- **Aim of the exercise**
From the first line of the records down to the one that holds "let statements = match", transcribe each line exactly and add nothing.

── Dataset excerpts

use colored::*;

use super::{code, traditional};
use crate::api::ChatApi;
use crate::config::Config;
use crate::error::Result;
use crate::ui;

/// Runs traditional and code mode back to back against the same query and
/// prints the token-usage delta.
pub async fn run(config: &Config, api: &dyn ChatApi, query: &str) -> Result<()> {
    println!("{}", "MCP TOOL ACCESS: TOKEN USAGE COMPARISON".bold());
    println!("  1. TRADITIONAL: all MCP tools loaded directly into context");
    println!("  2. CODE MODE: the model discovers and calls tools via scripts");

    let traditional_report = traditional::run(config, api, query, None).await?;
    let code_report = code::run(config, api, query, None).await?;

    ui::print_comparison(&traditional_report, &code_report);
    Ok(())
}
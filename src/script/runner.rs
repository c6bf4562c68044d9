//! Executes code-mode scripts. The interpreter's entire capability surface
//! is the on-disk registry (read-only) and the bridge: there is no way for
//! a script to reach the host beyond the generated wrapper functions.

use serde_json::Value;
use std::collections::HashMap;
use std::path::{Path, PathBuf};

use super::parser::{parse_script, Statement};
use crate::bridge::{render, SessionTable};
use crate::error::Result;
use crate::registry::{self, wrappers};

pub struct ScriptEnv {
    registry_root: PathBuf,
    aliases: HashMap<String, (String, String)>,
}

impl ScriptEnv {
    /// Loads the wrapper aliases generated by the registry builder.
    pub fn load(registry_root: &Path) -> Result<Self> {
        let aliases = wrappers::load_aliases(registry_root)?;
        Ok(Self {
            registry_root: registry_root.to_path_buf(),
            aliases,
        })
    }

    pub fn alias_count(&self) -> usize {
        self.aliases.len()
    }
}

/// Runs a script and renders its output. Never fails: parse errors, unknown
/// functions, and dispatch failures all come back as text the model can
/// react to. Execution stops at the first failing statement.
pub async fn run_script(source: &str, env: &ScriptEnv, table: &mut SessionTable) -> String {
    let statements = match parse_script(source) {
        Ok(statements) => statements,
        Err(e) => return format!("Script error: {}", e),
    };

    let mut outputs = Vec::new();
    for statement in statements {
        match eval(&statement, env, table).await {
            Ok(output) => {
                if !output.is_empty() {
                    outputs.push(output);
                }
            }
            Err(e) => {
                outputs.push(format!("Error on line {}: {}", statement.line, e));
                break;
            }
        }
    }

    if outputs.is_empty() {
        "(no output)".to_string()
    } else {
        outputs.join("\n")
    }
}

async fn eval(
    statement: &Statement,
    env: &ScriptEnv,
    table: &mut SessionTable,
) -> std::result::Result<String, String> {
    match statement.name.as_str() {
        "servers" => {
            expect_arity(statement, 0)?;
            let names = registry::server_names(&env.registry_root)
                .map_err(|e| e.to_string())?;
            if names.is_empty() {
                Ok("(registry is empty)".to_string())
            } else {
                Ok(names.join("\n"))
            }
        }
        "index" => {
            expect_arity(statement, 1)?;
            let server = string_arg(statement, 0)?;
            let index =
                registry::load_index(&env.registry_root, server).map_err(|e| e.to_string())?;
            let mut lines = vec![format!("{}: {}", index.server_name, index.description)];
            for tool in &index.tools {
                lines.push(format!("- {}", tool));
            }
            Ok(lines.join("\n"))
        }
        "describe" => {
            expect_arity(statement, 2)?;
            let server = string_arg(statement, 0)?;
            let tool = string_arg(statement, 1)?;
            let descriptor = registry::load_descriptor(&env.registry_root, server, tool)
                .map_err(|e| e.to_string())?;
            serde_json::to_string_pretty(&descriptor).map_err(|e| e.to_string())
        }
        "dispatch" => {
            if statement.args.len() < 2 || statement.args.len() > 3 {
                return Err(format!(
                    "dispatch() takes (server, tool, args?), got {} arguments",
                    statement.args.len()
                ));
            }
            let server = string_arg(statement, 0)?.to_string();
            let tool = string_arg(statement, 1)?.to_string();
            let args = call_args(statement, 2)?;
            Ok(render(&table.dispatch(&server, &tool, args).await))
        }
        name => match env.aliases.get(name) {
            Some((server, tool)) => {
                let (server, tool) = (server.clone(), tool.clone());
                if statement.args.len() > 1 {
                    return Err(format!(
                        "{}() takes at most one object argument, got {}",
                        name,
                        statement.args.len()
                    ));
                }
                let args = call_args(statement, 0)?;
                Ok(render(&table.dispatch(&server, &tool, args).await))
            }
            None => Err(format!(
                "unknown function '{}'; use servers() to explore the registry",
                name
            )),
        },
    }
}

fn expect_arity(statement: &Statement, arity: usize) -> std::result::Result<(), String> {
    if statement.args.len() != arity {
        return Err(format!(
            "{}() takes {} argument{}, got {}",
            statement.name,
            arity,
            if arity == 1 { "" } else { "s" },
            statement.args.len()
        ));
    }
    Ok(())
}

fn string_arg<'a>(statement: &'a Statement, idx: usize) -> std::result::Result<&'a str, String> {
    statement.args[idx].as_str().ok_or_else(|| {
        format!(
            "argument {} of {}() must be a string",
            idx + 1,
            statement.name
        )
    })
}

/// The optional trailing argument object of a tool call.
fn call_args(statement: &Statement, idx: usize) -> std::result::Result<Value, String> {
    match statement.args.get(idx) {
        None => Ok(Value::Object(Default::default())),
        Some(value) if value.is_object() => Ok(value.clone()),
        Some(other) => Err(format!(
            "tool arguments must be a JSON object, got {}",
            other
        )),
    }
}
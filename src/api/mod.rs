pub mod client;
pub mod models;

pub use client::{ChatApi, HttpChatApi};
pub use models::{ChatRequest, ChatResponse, Message, ToolCall, Usage};
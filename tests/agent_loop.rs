mod common;

use common::{answer_response, echo_tool, stub_server, tool_call_response, FakeChatApi};
use mcpbench::agent::{run_agent, TokenCounters, TraditionalHandler};
use mcpbench::api::Message;
use mcpbench::bridge::SessionTable;
use mcpbench::mcp::McpSession;

async fn connected_table() -> SessionTable {
    let (transport, _server) = stub_server(vec![echo_tool()]);
    let session = McpSession::connect("stub", transport, false).await.unwrap();
    let mut table = SessionTable::new(false);
    table.insert(session);
    table
}

#[tokio::test]
async fn echo_round_trip_produces_final_answer() {
    let table = connected_table().await;
    let mut handler = TraditionalHandler::new(table);
    assert_eq!(handler.tools_in_context(), 1);

    let api = FakeChatApi::new(vec![
        tool_call_response("call_1", "stub_echo", r#"{"text": "hi"}"#),
        answer_response("hi"),
    ]);

    let mut messages = vec![Message::user("say hi")];
    let mut counters = TokenCounters::default();
    let outcome = run_agent(&api, "gpt-4o-mini", &mut messages, &mut handler, 15, &mut counters, false)
        .await
        .unwrap();

    assert_eq!(api.request_count(), 2);
    assert_eq!(outcome.turns, 2);
    assert_eq!(outcome.dispatches, 1);
    assert_eq!(outcome.final_answer.as_deref(), Some("hi"));
    assert_eq!(counters.prompt_tokens, 150);
    assert_eq!(counters.completion_tokens, 15);

    // The echo result went back to the model as a tool message.
    let tool_message = messages.iter().find(|m| m.role == "tool").unwrap();
    assert_eq!(tool_message.content.as_deref(), Some("hi"));
    assert_eq!(tool_message.tool_call_id.as_deref(), Some("call_1"));

    handler.into_table().shutdown().await;
}

#[tokio::test]
async fn turn_budget_caps_chat_requests() {
    let table = connected_table().await;
    let mut handler = TraditionalHandler::new(table);

    // The model never stops asking for tool calls.
    let api = FakeChatApi::new(vec![
        tool_call_response("c1", "stub_echo", r#"{"text": "a"}"#),
        tool_call_response("c2", "stub_echo", r#"{"text": "b"}"#),
        tool_call_response("c3", "stub_echo", r#"{"text": "c"}"#),
        tool_call_response("c4", "stub_echo", r#"{"text": "d"}"#),
    ]);

    let mut messages = vec![Message::user("loop forever")];
    let mut counters = TokenCounters::default();
    let outcome = run_agent(&api, "gpt-4o-mini", &mut messages, &mut handler, 3, &mut counters, false)
        .await
        .unwrap();

    assert_eq!(api.request_count(), 3);
    assert_eq!(outcome.turns, 3);
    assert_eq!(outcome.dispatches, 3);
    assert!(outcome.final_answer.is_none());

    handler.into_table().shutdown().await;
}

#[tokio::test]
async fn unknown_tool_and_bad_arguments_become_tool_results() {
    let table = connected_table().await;
    let mut handler = TraditionalHandler::new(table);

    let api = FakeChatApi::new(vec![
        tool_call_response("c1", "stub_missing", r#"{}"#),
        tool_call_response("c2", "stub_echo", "not json"),
        answer_response("done"),
    ]);

    let mut messages = vec![Message::user("misbehave")];
    let mut counters = TokenCounters::default();
    let outcome = run_agent(&api, "gpt-4o-mini", &mut messages, &mut handler, 5, &mut counters, false)
        .await
        .unwrap();

    assert_eq!(outcome.final_answer.as_deref(), Some("done"));
    // The unparseable-arguments call never reached the handler.
    assert_eq!(outcome.dispatches, 1);

    let tool_messages: Vec<&str> = messages
        .iter()
        .filter(|m| m.role == "tool")
        .map(|m| m.content.as_deref().unwrap())
        .collect();
    assert_eq!(tool_messages.len(), 2);
    assert_eq!(tool_messages[0], "Error: Unknown tool stub_missing");
    assert!(tool_messages[1].starts_with("Error: failed to parse arguments"));

    handler.into_table().shutdown().await;
}

#[tokio::test]
async fn dispatch_after_shutdown_is_an_error_result() {
    let mut table = connected_table().await;
    table.shutdown().await;

    let value = table
        .dispatch("stub", "echo", serde_json::json!({"text": "hi"}))
        .await;
    assert_eq!(
        value,
        serde_json::Value::String("Error: Server 'stub' is not connected.".to_string())
    );
}
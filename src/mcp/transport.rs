use async_trait::async_trait;
use std::io;
use std::process::Stdio;
use tokio::io::{AsyncBufReadExt, AsyncRead, AsyncWrite, AsyncWriteExt, BufReader, Lines};
use tokio::process::{Child, ChildStdin, ChildStdout, Command};

use crate::config::ServerLaunch;

/// Line-oriented JSON-RPC transport. Implementations normalize the
/// difference between spawned subprocesses and in-memory streams so the
/// session layer (and its tests) never care which one they talk to.
#[async_trait]
pub trait McpTransport: Send {
    async fn send_line(&mut self, line: &str) -> io::Result<()>;

    /// Next line from the server, or `None` once the stream is closed.
    async fn recv_line(&mut self) -> io::Result<Option<String>>;

    async fn close(&mut self);
}

/// Transport over any async read/write pair.
pub struct StreamTransport<R, W> {
    lines: Lines<BufReader<R>>,
    writer: W,
}

impl<R, W> StreamTransport<R, W>
where
    R: AsyncRead + Unpin + Send,
    W: AsyncWrite + Unpin + Send,
{
    pub fn new(reader: R, writer: W) -> Self {
        Self {
            lines: BufReader::new(reader).lines(),
            writer,
        }
    }
}

#[async_trait]
impl<R, W> McpTransport for StreamTransport<R, W>
where
    R: AsyncRead + Unpin + Send,
    W: AsyncWrite + Unpin + Send,
{
    async fn send_line(&mut self, line: &str) -> io::Result<()> {
        self.writer.write_all(line.as_bytes()).await?;
        self.writer.write_all(b"\n").await?;
        self.writer.flush().await
    }

    async fn recv_line(&mut self) -> io::Result<Option<String>> {
        self.lines.next_line().await
    }

    async fn close(&mut self) {
        let _ = self.writer.shutdown().await;
    }
}

/// Transport over a spawned MCP server subprocess.
pub struct StdioTransport {
    child: Child,
    io: StreamTransport<ChildStdout, ChildStdin>,
}

impl StdioTransport {
    /// Spawns the server. A missing launch command surfaces as
    /// `io::ErrorKind::NotFound` so callers can skip the server with a
    /// warning instead of failing the whole run.
    pub fn spawn(launch: &ServerLaunch) -> io::Result<Self> {
        let mut child = Command::new(&launch.command)
            .args(&launch.args)
            .stdin(Stdio::piped())
            .stdout(Stdio::piped())
            .stderr(Stdio::null())
            .kill_on_drop(true)
            .spawn()?;

        let stdin = child
            .stdin
            .take()
            .ok_or_else(|| io::Error::other("child stdin not captured"))?;
        let stdout = child
            .stdout
            .take()
            .ok_or_else(|| io::Error::other("child stdout not captured"))?;

        Ok(Self {
            child,
            io: StreamTransport::new(stdout, stdin),
        })
    }
}

#[async_trait]
impl McpTransport for StdioTransport {
    async fn send_line(&mut self, line: &str) -> io::Result<()> {
        self.io.send_line(line).await
    }

    async fn recv_line(&mut self) -> io::Result<Option<String>> {
        self.io.recv_line().await
    }

    async fn close(&mut self) {
        self.io.close().await;
        let _ = self.child.kill().await;
    }
}
//! Shared test doubles: an in-memory MCP server speaking JSON-RPC over a
//! duplex stream, and a scripted chat endpoint.

use async_trait::async_trait;
use serde_json::{json, Value};
use std::collections::HashMap;
use std::sync::atomic::{AtomicU32, Ordering};
use std::sync::Mutex;
use tokio::io::{AsyncBufReadExt, AsyncWriteExt, BufReader};
use tokio::task::JoinHandle;

use mcpbench::api::{ChatApi, ChatRequest, ChatResponse};
use mcpbench::error::{BenchError, Result};
use mcpbench::mcp::{McpTool, McpTransport, StreamTransport};

/// One stub tool: its MCP definition plus the text each call returns.
pub struct StubTool {
    pub tool: McpTool,
    pub reply: Box<dyn Fn(&Value) -> String + Send + Sync>,
}

pub fn echo_tool() -> StubTool {
    StubTool {
        tool: McpTool {
            name: "echo".to_string(),
            description: Some("Echo the given text back".to_string()),
            input_schema: json!({
                "type": "object",
                "properties": { "text": { "type": "string" } },
                "required": ["text"]
            }),
        },
        reply: Box::new(|args| args["text"].as_str().unwrap_or_default().to_string()),
    }
}

/// Spawns a stub MCP server on an in-memory stream and returns the client
/// transport for it. The server answers initialize, tools/list, and
/// tools/call; unknown tools produce an isError result.
pub fn stub_server(tools: Vec<StubTool>) -> (Box<dyn McpTransport>, JoinHandle<()>) {
    let (client_io, server_io) = tokio::io::duplex(64 * 1024);
    let (client_read, client_write) = tokio::io::split(client_io);
    let transport = StreamTransport::new(client_read, client_write);

    let handle = tokio::spawn(async move {
        let (server_read, mut server_write) = tokio::io::split(server_io);
        let mut lines = BufReader::new(server_read).lines();

        let definitions: Vec<Value> = tools
            .iter()
            .map(|stub| serde_json::to_value(&stub.tool).unwrap())
            .collect();
        let replies: HashMap<String, &StubTool> = tools
            .iter()
            .map(|stub| (stub.tool.name.clone(), stub))
            .collect();

        while let Ok(Some(line)) = lines.next_line().await {
            let request: Value = match serde_json::from_str(&line) {
                Ok(v) => v,
                Err(_) => continue,
            };
            let Some(id) = request.get("id").cloned() else {
                continue; // notification
            };
            let method = request["method"].as_str().unwrap_or_default();
            let result = match method {
                "initialize" => json!({
                    "protocolVersion": "2024-11-05",
                    "serverInfo": { "name": "stub", "version": "0.1.0" }
                }),
                "tools/list" => json!({ "tools": definitions }),
                "tools/call" => {
                    let name = request["params"]["name"].as_str().unwrap_or_default();
                    let arguments = &request["params"]["arguments"];
                    match replies.get(name) {
                        Some(stub) => {
                            let text = (stub.reply)(arguments);
                            json!({ "content": [{ "type": "text", "text": text }] })
                        }
                        None => json!({
                            "content": [{ "type": "text", "text": format!("no such tool: {}", name) }],
                            "isError": true
                        }),
                    }
                }
                _ => json!({}),
            };
            let response = json!({ "jsonrpc": "2.0", "id": id, "result": result });
            let line = serde_json::to_string(&response).unwrap();
            if server_write.write_all(line.as_bytes()).await.is_err() {
                break;
            }
            if server_write.write_all(b"\n").await.is_err() {
                break;
            }
        }
    });

    (Box::new(transport), handle)
}

/// Chat endpoint that plays back canned responses in order and counts
/// requests.
pub struct FakeChatApi {
    responses: Mutex<Vec<ChatResponse>>,
    pub requests: AtomicU32,
}

impl FakeChatApi {
    pub fn new(responses: Vec<ChatResponse>) -> Self {
        let mut responses = responses;
        responses.reverse();
        Self {
            responses: Mutex::new(responses),
            requests: AtomicU32::new(0),
        }
    }

    pub fn request_count(&self) -> u32 {
        self.requests.load(Ordering::SeqCst)
    }
}

#[async_trait]
impl ChatApi for FakeChatApi {
    async fn complete(&self, _request: &ChatRequest) -> Result<ChatResponse> {
        self.requests.fetch_add(1, Ordering::SeqCst);
        self.responses
            .lock()
            .unwrap()
            .pop()
            .ok_or_else(|| BenchError::Other("fake chat endpoint ran out of responses".to_string()))
    }
}

/// Response whose assistant message requests one tool call.
pub fn tool_call_response(call_id: &str, name: &str, arguments: &str) -> ChatResponse {
    from_json(json!({
        "choices": [{
            "message": {
                "content": null,
                "tool_calls": [{
                    "id": call_id,
                    "type": "function",
                    "function": { "name": name, "arguments": arguments }
                }]
            }
        }],
        "usage": { "prompt_tokens": 100, "completion_tokens": 10 }
    }))
}

/// Response with a plain final answer.
pub fn answer_response(content: &str) -> ChatResponse {
    from_json(json!({
        "choices": [{ "message": { "content": content } }],
        "usage": { "prompt_tokens": 50, "completion_tokens": 5 }
    }))
}

fn from_json(value: Value) -> ChatResponse {
    serde_json::from_value(value).unwrap()
}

────

- **Solution below**
use colored::*;

use super::{code, traditional};
use crate::api::ChatApi;
use crate::config::Config;
use crate::error::Result;
use crate::ui;

/// Runs traditional and code mode back to back against the same query and
/// prints the token-usage delta.
pub async fn run(config: &Config, api: &dyn ChatApi, query: &str) -> Result<()> {
    println!("{}", "MCP TOOL ACCESS: TOKEN USAGE COMPARISON".bold());
    println!("  1. TRADITIONAL: all MCP tools loaded directly into context");
    println!("  2. CODE MODE: the model discovers and calls tools via scripts");

    let traditional_report = traditional::run(config, api, query, None).await?;
    let code_report = code::run(config, api, query, None).await?;

    ui::print_comparison(&traditional_report, &code_report);
    Ok(())
}
filename src/script/runner.rs
repository c6bf4562c68044d9
//! Executes code-mode scripts. The interpreter's entire capability surface
//! is the on-disk registry (read-only) and the bridge: there is no way for
//! a script to reach the host beyond the generated wrapper functions.

use serde_json::Value;
use std::collections::HashMap;
use std::path::{Path, PathBuf};

use super::parser::{parse_script, Statement};
use crate::bridge::{render, SessionTable};
use crate::error::Result;
use crate::registry::{self, wrappers};

pub struct ScriptEnv {
    registry_root: PathBuf,
    aliases: HashMap<String, (String, String)>,
}

impl ScriptEnv {
    /// Loads the wrapper aliases generated by the registry builder.
    pub fn load(registry_root: &Path) -> Result<Self> {
        let aliases = wrappers::load_aliases(registry_root)?;
        Ok(Self {
            registry_root: registry_root.to_path_buf(),
            aliases,
        })
    }

    pub fn alias_count(&self) -> usize {
        self.aliases.len()
    }
}

/// Runs a script and renders its output. Never fails: parse errors, unknown
/// functions, and dispatch failures all come back as text the model can
/// react to. Execution stops at the first failing statement.
pub async fn run_script(source: &str, env: &ScriptEnv, table: &mut SessionTable) -> String {
    let statements = match parse_script(source) {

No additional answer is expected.